___ Available data ___

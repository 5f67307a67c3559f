//! Table rendering utilities for CLI outputs.

use crate::utils::formatting::pad_display;

pub struct Column {
    pub header: String,
    pub width: usize,
}

impl Column {
    pub fn new(header: &str, width: usize) -> Self {
        Self {
            header: header.to_string(),
            width,
        }
    }
}

pub struct Table {
    pub columns: Vec<Column>,
    pub rows: Vec<Vec<String>>,
}

impl Table {
    pub fn new(columns: Vec<Column>) -> Self {
        Self {
            columns,
            rows: Vec::new(),
        }
    }

    pub fn add_row(&mut self, row: Vec<String>) {
        self.rows.push(row);
    }

    pub fn render(&self) -> String {
        let mut out = String::new();

        // Header
        for col in &self.columns {
            out.push_str(&pad_display(&col.header, col.width));
            out.push(' ');
        }
        out.push('\n');

        // Rows (missing cells render empty)
        for row in &self.rows {
            for (i, col) in self.columns.iter().enumerate() {
                let cell = row.get(i).map(String::as_str).unwrap_or("");
                out.push_str(&pad_display(cell, col.width));
                out.push(' ');
            }
            out.push('\n');
        }

        out
    }
}
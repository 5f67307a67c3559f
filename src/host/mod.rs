//! Concrete collaborators around the engine: where punches come from, what
//! time it is, and where results go.

pub mod clock;
pub mod notifier;
pub mod renderer;
pub mod source;
pub mod watcher;
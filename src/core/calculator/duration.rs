use crate::core::calculator::parser::parse_optional;
use crate::models::duration::WorkDuration;
use crate::models::session::OPEN_SENTINEL;
use crate::models::time_of_day::{MINUTES_PER_DAY, TimeOfDay};
use tracing::debug;

/// No single session is allowed to last longer than this.
pub const MAX_SESSION_MINUTES: i64 = 12 * 60;

/// Elapsed time between two raw punches.
///
/// An open `end` is replaced by `now`. Any bound that fails to parse yields a
/// zero duration.
pub fn duration(start: Option<&str>, end: Option<&str>, now: TimeOfDay) -> WorkDuration {
    let Some(start) = parse_optional(start) else {
        return WorkDuration::ZERO;
    };

    let end = match end {
        Some(OPEN_SENTINEL) => Some(now),
        other => parse_optional(other),
    };
    let Some(end) = end else {
        return WorkDuration::ZERO;
    };

    WorkDuration::from_minutes(minutes_between(start, end))
}

/// Minutes from `start` to `end`, wrapping past midnight and capped at 12 hours.
///
/// Anything longer than [`MAX_SESSION_MINUTES`] is treated as a misread
/// sheet and counts as zero.
pub fn minutes_between(start: TimeOfDay, end: TimeOfDay) -> i64 {
    let mut delta = end.minutes_since_midnight() - start.minutes_since_midnight();
    if delta < 0 {
        delta += MINUTES_PER_DAY;
    }
    if delta > MAX_SESSION_MINUTES {
        debug!(%start, %end, delta, "session longer than 12h, counted as zero");
        return 0;
    }
    delta
}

___

• **About this task**: Could you retype each record exactly as it appears?

• **Reply to the exercise**:
repository 5f67307a67c3559f
//! Table rendering utilities for CLI outputs.

use crate::utils::formatting::pad_display;

pub struct Column {
    pub header: String,
    pub width: usize,
}

impl Column {
    pub fn new(header: &str, width: usize) -> Self {
        Self {
            header: header.to_string(),
            width,
        }
    }
}

pub struct Table {
    pub columns: Vec<Column>,
    pub rows: Vec<Vec<String>>,
}

impl Table {
    pub fn new(columns: Vec<Column>) -> Self {
        Self {
            columns,
            rows: Vec::new(),
        }
    }

    pub fn add_row(&mut self, row: Vec<String>) {
        self.rows.push(row);
    }

    pub fn render(&self) -> String {
        let mut out = String::new();

        // Header
        for col in &self.columns {
            out.push_str(&pad_display(&col.header, col.width));
            out.push(' ');
        }
        out.push('\n');

        // Rows (missing cells render empty)
        for row in &self.rows {
            for (i, col) in self.columns.iter().enumerate() {
                let cell = row.get(i).map(String::as_str).unwrap_or("");
                out.push_str(&pad_display(cell, col.width));
                out.push(' ');
            }
            out.push('\n');
        }

        out
    }
}
repository 5f67307a67c3559f
filename src/host/mod.rs
//! Concrete collaborators around the engine: where punches come from, what
//! time it is, and where results go.

pub mod clock;
pub mod notifier;
pub mod renderer;
pub mod source;
pub mod watcher;
filename src/core/calculator/duration.rs
use crate::core::calculator::parser::parse_optional;
use crate::models::duration::WorkDuration;
use crate::models::session::OPEN_SENTINEL;
use crate::models::time_of_day::{MINUTES_PER_DAY, TimeOfDay};
use tracing::debug;

/// No single session is allowed to last longer than this.
pub const MAX_SESSION_MINUTES: i64 = 12 * 60;

/// Elapsed time between two raw punches.
///
/// An open `end` is replaced by `now`. Any bound that fails to parse yields a
/// zero duration.
pub fn duration(start: Option<&str>, end: Option<&str>, now: TimeOfDay) -> WorkDuration {
    let Some(start) = parse_optional(start) else {
        return WorkDuration::ZERO;
    };

    let end = match end {
        Some(OPEN_SENTINEL) => Some(now),
        other => parse_optional(other),
    };
    let Some(end) = end else {
        return WorkDuration::ZERO;
    };

    WorkDuration::from_minutes(minutes_between(start, end))
}

/// Minutes from `start` to `end`, wrapping past midnight and capped at 12 hours.
///
/// Anything longer than [`MAX_SESSION_MINUTES`] is treated as a misread
/// sheet and counts as zero.
pub fn minutes_between(start: TimeOfDay, end: TimeOfDay) -> i64 {
    let mut delta = end.minutes_since_midnight() - start.minutes_since_midnight();
    if delta < 0 {
        delta += MINUTES_PER_DAY;
    }
    if delta > MAX_SESSION_MINUTES {
        debug!(%start, %end, delta, "session longer than 12h, counted as zero");
        return 0;
    }
    delta
}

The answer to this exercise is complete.